LEHRER: I agree. I don’t think it’s New Yorkers. I think it’s human nature. We are electing somebody who’s going to be the top manager, and so we want somebody who we think can preside effectively over the city and all the complicated moving parts. I think a lot of people are experiencing an internal tension about Cuomo. They know about the way that it’s widely perceived that he covered up the nursing-home deaths duringCOVID. But they also know how they felt comforted and affirmed and taken care of at a time when Trump was trying to deny the seriousness of the pandemic at all. I think that that image of him on television at the beginning—being the father figure is one of the biggest factors—is one of the biggest things in people’s minds when they think about him.

I would add: if people really do want a father figure, that might indicate a lot of people remain stuck in traditionally gendered ideas about leadership.

Before you go, what’s wrong with Juan Soto?

LEHRER: There are so many competing theories.
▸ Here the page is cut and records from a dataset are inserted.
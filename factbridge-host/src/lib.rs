//! factbridge-host: embedded Ruby runtime for custom facts
//!
//! This crate brings up libruby inside a fact-collecting host, loads Ruby
//! custom facts into a [`FactCollection`] and resolves dotted lookups into
//! values that live inside Ruby.
//!
//! The free functions operate on the process-wide [`RuntimeHandle`]:
//!
//! ```no_run
//! use factbridge_api::FactCollection;
//!
//! let mut facts = FactCollection::new();
//! if factbridge_host::initialize(false) {
//!     factbridge_host::load_custom_facts(&mut facts, ["/etc/facter/facts.d"]);
//! }
//! let release = factbridge_host::query(&facts, "os.release.major");
//! factbridge_host::uninitialize();
//! ```

pub mod bootstrap;
pub mod config;
pub mod discovery;
pub mod error;
pub mod handle;
pub mod loader;
pub mod lookup;
pub mod materialize;
pub mod module;
pub mod platform;
pub mod runtime;
pub mod stdout_guard;
pub mod testing;

#[cfg(feature = "subscriber")]
pub mod tracing_support;

pub use config::RuntimeConfig;
pub use discovery::{CustomFactScanner, DiscoveryError, DiscoveryResult};
pub use error::RuntimeError;
pub use handle::{InstanceGuard, RuntimeHandle, RuntimeState};
pub use loader::LoadOptions;
pub use module::{FactModule, RubyFactModule};
pub use runtime::{ForeignKind, Runtime};
pub use stdout_guard::StdoutRedirect;

pub use factbridge_api::{FactCollection, FactValue, ForeignFact, ForeignValue};

use std::path::PathBuf;
use std::sync::Arc;

fn with_instance<R>(operation: &str, f: impl FnOnce(&mut RuntimeHandle) -> R) -> Option<R> {
    match RuntimeHandle::instance() {
        Some(mut handle) => Some(f(&mut handle)),
        None => {
            tracing::warn!("{} was called while ruby is in use on this thread; ignoring", operation);
            None
        }
    }
}

/// Bring up Ruby using the default [`RuntimeConfig`].
///
/// Returns false (with a warning) if Ruby could not be found or started;
/// later loads are then no-ops.
pub fn initialize(include_stack_trace: bool) -> bool {
    initialize_with_config(&RuntimeConfig::default(), include_stack_trace)
}

/// Bring up Ruby using `config`
pub fn initialize_with_config(config: &RuntimeConfig, include_stack_trace: bool) -> bool {
    with_instance("initialize", |handle| {
        handle.initialize(config, include_stack_trace)
    })
    .unwrap_or(false)
}

/// Shut Ruby down. Ruby cannot be initialized again afterwards.
pub fn uninitialize() {
    with_instance("uninitialize", RuntimeHandle::teardown);
}

/// Load custom facts from `paths`.
///
/// Returns the external fact directories registered by the custom facts
/// (for example through `Facter.search_external`).
pub fn load_custom_facts(
    facts: &mut FactCollection,
    paths: impl IntoIterator<Item = impl Into<PathBuf>>,
) -> Vec<PathBuf> {
    load_custom_facts_with_options(facts, false, false, paths)
}

/// Load custom facts, optionally initializing Puppet first
pub fn load_custom_facts_with_framework(
    facts: &mut FactCollection,
    initialize_framework: bool,
    paths: impl IntoIterator<Item = impl Into<PathBuf>>,
) -> Vec<PathBuf> {
    load_custom_facts_with_options(facts, initialize_framework, false, paths)
}

/// Load custom facts with full control over Puppet and stdout redirection
pub fn load_custom_facts_with_options(
    facts: &mut FactCollection,
    initialize_framework: bool,
    redirect_stdout: bool,
    paths: impl IntoIterator<Item = impl Into<PathBuf>>,
) -> Vec<PathBuf> {
    let paths: Vec<PathBuf> = paths.into_iter().map(Into::into).collect();
    let options = LoadOptions::new(initialize_framework, redirect_stdout);
    with_instance("load_custom_facts", |handle| {
        handle.load_custom_facts(facts, options, &paths)
    })
    .unwrap_or_default()
}

/// Resolve `segments` under a foreign-backed fact value
pub fn lookup<S: AsRef<str>>(value: &FactValue, segments: &[S]) -> Option<Arc<ForeignFact>> {
    with_instance("lookup", |handle| handle.lookup(value, segments)).flatten()
}

/// Copy a fact value into host-native form
pub fn materialize(value: &FactValue) -> Option<FactValue> {
    with_instance("materialize", |handle| handle.materialize(value)).flatten()
}

/// Resolve a dotted query against `facts`
pub fn query(facts: &FactCollection, query: &str) -> Option<FactValue> {
    with_instance("query", |handle| handle.query(facts, query)).flatten()
}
I’ll go with the leading theory: he’s feeling the pressure of a big contract. More than the theory that his family pressured him into signing with a team that he didn’t really want to be with. But I’ll throw another theory out there: maybe he’s got a little injury and they’re hiding it, as so often happens with baseball players. But that’s baseball, Suzyn—as they say. ♦

An earlier version of this article misspelled Errol Louis’s last name, misstated when Lehrer’s show launched, and referred to Spectrum Noticias by its former name.